Genetic studies confirm that present-day Kalmyks remain remarkably close to their Mongolian relatives despite centuries of living thousands of miles apart. Their deep ancestry traces to eastern Transbaikal and the Amur River region in the heart of Northeast Asia. Several factors preserved this genetic distinctiveness: their pastoral nomadic lifestyle (maintained until the 20th century), their Oirat Mongolian language, and their Buddhist religion, all of which limited intermarriage with surrounding Slavic and Turkic populations.

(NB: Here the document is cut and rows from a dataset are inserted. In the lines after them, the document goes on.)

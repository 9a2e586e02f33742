//! Path-based in-place mutation of session data.

use serde::{Deserialize, Serialize};
use serde_json::Value;
use thiserror::Error;

use crate::SessionData;

/// Separator between keys in an update path.
pub const PATH_SEPARATOR: char = '/';

/// One `(path, value)` pair of an update call.
#[derive(Debug, Clone, PartialEq, Serialize, Deserialize)]
pub struct UpdateOp {
    /// `/`-separated key list, e.g. `/cart/items`.
    pub path: String,
    /// Value stored at the final key.
    pub value: Value,
}

impl UpdateOp {
    #[must_use]
    pub fn new(path: impl Into<String>, value: impl Into<Value>) -> Self {
        Self {
            path: path.into(),
            value: value.into(),
        }
    }
}

/// Update error.
#[derive(Debug, Error, PartialEq, Eq)]
pub enum UpdateError {
    #[error("Update path has no keys: {0:?}")]
    EmptyPath(String),
    #[error("Cannot descend into non-object value at {key:?} in {path:?}")]
    NotAnObject { path: String, key: String },
}

/// Set `op.value` at `op.path`, creating missing intermediate objects.
///
/// # Errors
/// Returns error if the path is empty or crosses a non-object value.
pub fn apply_update(data: &mut SessionData, op: &UpdateOp) -> Result<(), UpdateError> {
    let keys: Vec<&str> = op
        .path
        .split(PATH_SEPARATOR)
        .filter(|k| !k.is_empty())
        .collect();
    let Some((last, parents)) = keys.split_last() else {
        return Err(UpdateError::EmptyPath(op.path.clone()));
    };

    let mut node = data;
    for key in parents {
        let child = node
            .entry((*key).to_string())
            .or_insert_with(|| Value::Object(SessionData::new()));
        node = child.as_object_mut().ok_or_else(|| UpdateError::NotAnObject {
            path: op.path.clone(),
            key: (*key).to_string(),
        })?;
    }
    node.insert((*last).to_string(), op.value.clone());
    Ok(())
}

/// Apply every op in order. Not transactional: a failing op is logged and
/// skipped, ops before and after it still apply.
///
/// Returns the number of ops applied.
pub fn apply_updates(data: &mut SessionData, ops: &[UpdateOp]) -> usize {
    ops.iter()
        .filter(|op| match apply_update(data, op) {
            Ok(()) => true,
            Err(e) => {
                tracing::warn!(path = %op.path, "Skipping session update: {e}");
                false
            }
        })
        .count()
}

Genetic Mixing Across Centuries
Even among people who identify as ethnically Russian (russkiy), there is measurable East Asian ancestry. A large genetic study published in Nature Ecology & Evolution found that Russians from multiple locations carry an eastern Eurasian genetic component related to the Nganasans, an indigenous Siberian people. Among forest-tundra populations west of the Ural Mountains, this component contributes between 4% and 29% of the gene pool, depending on location. The farther north and east you go, the higher the proportion tends to be.
The Mongol invasion of the 13th century and the subsequent Golden Horde, which ruled much of what is now Russia for over two centuries, also left traces. Genomic analysis of Golden Horde elites confirms they carried primarily Ancient Northeast Asian ancestry and a Y-chromosome haplogroup strongly associated with Mongol lineages. While the genetic impact on the broader Slavic population was modest compared to the cultural and political impact, it did contribute to the gradient of Asian ancestry seen across Russian populations today.
Geography Tells the Story
Russia’s sheer size explains much of this diversity. The country stretches from the Baltic Sea to the Pacific Ocean, covering territory that includes subarctic tundra, temperate forests, Central Asian steppes, and Pacific coastlines. For most of history, the eastern two-thirds of this landmass was populated by peoples with deep roots in East and North Asia. Russian imperial expansion eastward from the 16th century onward incorporated these populations into the state, but it didn’t replace them.
The result is a country where a person from Vladivostok might look Korean, someone from Kalmykia might look Mongolian, a person from Kazan might have subtle Central Asian features, and someone from St. Petersburg might look Scandinavian. All of them are Russian citizens. The Asian features seen in many Russians aren’t an anomaly to be explained. They reflect the fact that most of Russia’s territory is in Asia, and the people who have lived there for thousands of years are Asian.